Do NOT use S01.409 When
No specific exclusions found.

Related ICD-10 Codes

Related CPT Codes

12001CPT Code

Simple repair of superficial wounds

Clinical Scenario

Used for suturing the open wound in the cheek area.

Documentation Requirements

Document the size of the wound and the technique used.

Specialty Considerations

Ensure that the procedure is linked to the diagnosis of the open wound.

ICD-10 Impact

Diagnostic & Documentation Impact

Enhanced Specificity

ICD-10 Improvements

The transition to ICD-10 has allowed for more specificity in coding, which can improve data accuracy and reimbursement. However, it also requires coders to be more diligent in documenting and coding injuries accurately.

ICD-9 vs ICD-10

The transition to ICD-10 has allowed for more specificity in coding, which can improve data accuracy and reimbursement. However, it also requires coders to be more diligent in documenting and coding injuries accurately.

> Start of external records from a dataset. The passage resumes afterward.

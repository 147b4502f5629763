//! Hash table operations — pure functions over [`HashTableData`].
//!
//! All functions take data, return results, and have no side effects beyond
//! the table/arena/locks passed in. A worker that loses a `try_lock` or
//! exhausts `max_chain` returns the appropriate outcome and performs no
//! partial writes; the caller's driver retries on the next pass.

use glam::IVec3;

use crate::arena::BlockArena;
use crate::coord::compute_hash;
use crate::entry::HashEntry;
use crate::error::{EngineError, EngineResult};
use crate::locks::BucketLocks;

use super::table_data::HashTableData;

#[derive(Debug, Clone, Copy, PartialEq, Eq)]
pub enum AllocOutcome {
    /// An entry for this position already existed.
    AlreadyAllocated,
    /// A new block was allocated and inserted.
    Allocated,
    /// A `try_lock` was lost; the caller should retry next pass.
    LockContention,
}

#[derive(Debug, Clone, Copy, PartialEq, Eq)]
pub enum DeleteOutcome {
    NotFound,
    Deleted,
    LockContention,
}

fn pos_matches(entry: &HashEntry, pos: IVec3) -> bool {
    entry.pos == [pos.x, pos.y, pos.z] && !entry.is_free()
}

/// Scans the primary bucket then its overflow chain for `pos`.
pub fn find(table: &HashTableData, pos: IVec3) -> Option<HashEntry> {
    let bucket = compute_hash(pos, table.num_buckets);
    let base = bucket * table.bucket_size;

    for j in 0..table.bucket_size {
        let entry = table.slots[(base + j) as usize].load();
        if pos_matches(&entry, pos) {
            return Some(entry);
        }
    }

    let last_slot = table.last_slot_of(bucket);
    let mut i = last_slot;
    let mut iter = 0;
    while iter < table.max_chain {
        let curr = table.slots[i as usize].load();
        if pos_matches(&curr, pos) {
            return Some(curr);
        }
        if curr.offset == 0 {
            break;
        }
        i = rem_euclid_slot(last_slot as i64 + curr.offset as i64, table.total_slots());
        iter += 1;
    }
    None
}

fn rem_euclid_slot(idx: i64, total_slots: u32) -> u32 {
    idx.rem_euclid(total_slots as i64) as u32
}

/// Ensures an entry and backing block exist for `pos`. Idempotent on hit.
pub fn alloc_block(
    table: &HashTableData,
    locks: &BucketLocks,
    arena: &BlockArena,
    voxels_per_block: u32,
    pos: IVec3,
    release_locks_immediately: bool,
) -> EngineResult<AllocOutcome> {
    let bucket = compute_hash(pos, table.num_buckets);
    let base = bucket * table.bucket_size;

    let mut first_empty: Option<u32> = None;
    for j in 0..table.bucket_size {
        let slot = base + j;
        let entry = table.slots[slot as usize].load();
        if pos_matches(&entry, pos) {
            return Ok(AllocOutcome::AlreadyAllocated);
        }
        if first_empty.is_none() && entry.is_free() {
            first_empty = Some(slot);
        }
    }

    let last_slot = table.last_slot_of(bucket);
    let mut i = last_slot;
    let mut iter = 0;
    while iter < table.max_chain {
        let curr = table.slots[i as usize].load();
        if pos_matches(&curr, pos) {
            return Ok(AllocOutcome::AlreadyAllocated);
        }
        if curr.offset == 0 {
            break;
        }
        i = rem_euclid_slot(last_slot as i64 + curr.offset as i64, table.total_slots());
        iter += 1;
    }

    if let Some(empty_slot) = first_empty {
        if !locks.try_lock(bucket) {
            return Ok(AllocOutcome::LockContention);
        }
        let block_idx = match arena.consume() {
            Ok(idx) => idx,
            Err(e) => {
                if release_locks_immediately {
                    locks.unlock(bucket);
                }
                return Err(e);
            }
        };
        let ptr = (block_idx * voxels_per_block) as i32;
        table.slots[empty_slot as usize].store(HashEntry::new([pos.x, pos.y, pos.z], ptr, 0));
        if release_locks_immediately {
            locks.unlock(bucket);
        }
        return Ok(AllocOutcome::Allocated);
    }

    // primary bucket full: linear-probe forward from the chain head,
    // skipping any slot that is itself another bucket's reserved chain head.
    let mut offset: i32 = 0;
    let mut probe_iter = 0;
    while probe_iter < table.max_chain {
        offset += 1;
        let probe = rem_euclid_slot(last_slot as i64 + offset as i64, table.total_slots());
        if table.is_chain_head(probe) {
            continue;
        }
        let candidate = table.slots[probe as usize].load();
        if candidate.is_free() {
            if !locks.try_lock(bucket) {
                return Ok(AllocOutcome::LockContention);
            }
            let probe_bucket = table.bucket_of_slot(probe);
            if !locks.try_lock(probe_bucket) {
                if release_locks_immediately {
                    locks.unlock(bucket);
                }
                return Ok(AllocOutcome::LockContention);
            }
            let block_idx = match arena.consume() {
                Ok(idx) => idx,
                Err(e) => {
                    if release_locks_immediately {
                        locks.unlock(bucket);
                        locks.unlock(probe_bucket);
                    }
                    return Err(e);
                }
            };
            let ptr = (block_idx * voxels_per_block) as i32;
            let head = table.slots[last_slot as usize].load();
            table.slots[probe as usize].store(HashEntry::new([pos.x, pos.y, pos.z], ptr, head.offset));
            table.slots[last_slot as usize].offset.store(offset, std::sync::atomic::Ordering::Release);
            if release_locks_immediately {
                locks.unlock(bucket);
                locks.unlock(probe_bucket);
            }
            return Ok(AllocOutcome::Allocated);
        }
        probe_iter += 1;
    }

    Err(EngineError::ChainBoundExceeded { bucket, max_chain: table.max_chain })
}

/// Removes the live entry for `pos`, if any, and releases its block.
pub fn delete_hash_entry_element(
    table: &HashTableData,
    locks: &BucketLocks,
    arena: &BlockArena,
    voxels_per_block: u32,
    pos: IVec3,
    release_locks_immediately: bool,
) -> EngineResult<DeleteOutcome> {
    let bucket = compute_hash(pos, table.num_buckets);
    let base = bucket * table.bucket_size;

    for j in 0..table.bucket_size {
        let slot = base + j;
        let entry = table.slots[slot as usize].load();
        if pos_matches(&entry, pos) {
            return delete_at(table, locks, arena, voxels_per_block, bucket, slot, entry, release_locks_immediately);
        }
    }

    let last_slot = table.last_slot_of(bucket);
    let mut prev = last_slot;
    let mut i = last_slot;
    let mut iter = 0;
    while iter < table.max_chain {
        let curr = table.slots[i as usize].load();
        if pos_matches(&curr, pos) {
            return delete_chain_node(table, locks, arena, voxels_per_block, bucket, prev, i, curr, release_locks_immediately);
        }
        if curr.offset == 0 {
            break;
        }
        prev = i;
        i = rem_euclid_slot(last_slot as i64 + curr.offset as i64, table.total_slots());
        iter += 1;
    }

    Ok(DeleteOutcome::NotFound)
}

/// Deletes a match found directly in the primary bucket. If it has a
/// successor on the chain, the successor is copied over it (re-linking)
/// rather than resetting in place, so the chain stays walkable even when
/// the matched slot is not the bucket's reserved chain head.
fn delete_at(
    table: &HashTableData,
    locks: &BucketLocks,
    arena: &BlockArena,
    voxels_per_block: u32,
    bucket: u32,
    slot: u32,
    entry: HashEntry,
    release_locks_immediately: bool,
) -> EngineResult<DeleteOutcome> {
    if !locks.try_lock(bucket) {
        return Ok(DeleteOutcome::LockContention);
    }
    let block_idx = entry.ptr as u32 / voxels_per_block;
    let result = (|| -> EngineResult<DeleteOutcome> {
        arena.release(block_idx)?;
        if entry.offset == 0 {
            table.slots[slot as usize].reset();
        } else {
            let last_slot = table.last_slot_of(bucket);
            let next_idx = rem_euclid_slot(last_slot as i64 + entry.offset as i64, table.total_slots());
            let successor = table.slots[next_idx as usize].load();
            table.slots[slot as usize].store(successor);
            table.slots[next_idx as usize].reset();
        }
        Ok(DeleteOutcome::Deleted)
    })();
    if release_locks_immediately {
        locks.unlock(bucket);
    }
    result
}

/// Deletes a match found mid-chain or at the tail: unlink by patching the
/// predecessor's offset.
fn delete_chain_node(
    table: &HashTableData,
    locks: &BucketLocks,
    arena: &BlockArena,
    voxels_per_block: u32,
    bucket: u32,
    prev_idx: u32,
    curr_idx: u32,
    entry: HashEntry,
    release_locks_immediately: bool,
) -> EngineResult<DeleteOutcome> {
    if !locks.try_lock(bucket) {
        return Ok(DeleteOutcome::LockContention);
    }
    let block_idx = entry.ptr as u32 / voxels_per_block;
    let result = (|| -> EngineResult<DeleteOutcome> {
        arena.release(block_idx)?;
        table.slots[curr_idx as usize].reset();
        let new_offset = if entry.offset == 0 {
            0
        } else {
            let last_slot = table.last_slot_of(bucket);
            // offsets are always expressed relative to the bucket's chain
            // head; re-derive curr's absolute slot distance from prev.
            let curr_abs = rem_euclid_slot(last_slot as i64 + entry.offset as i64, table.total_slots());
            debug_assert_eq!(curr_abs, curr_idx);
            entry.offset
        };
        table.slots[prev_idx as usize]
            .offset
            .store(new_offset, std::sync::atomic::Ordering::Release);
        Ok(DeleteOutcome::Deleted)
    })();
    if release_locks_immediately {
        locks.unlock(bucket);
    }
    result
}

Reimbursement & Billing Impact

reimbursement. However, it also requires coders to be more diligent in documenting and coding injuries accurately.

Resources

Clinical References

  • •
    ICD-10-CM Official Guidelines for Coding and Reporting

Coding & Billing References

  • •
    ICD-10-CM Official Guidelines for Coding and Reporting

Frequently Asked Questions

What should I document for an open wound of the cheek?

Document the mechanism of injury, the size and depth of the wound, any contamination, and the treatment provided, including suturing or other interventions.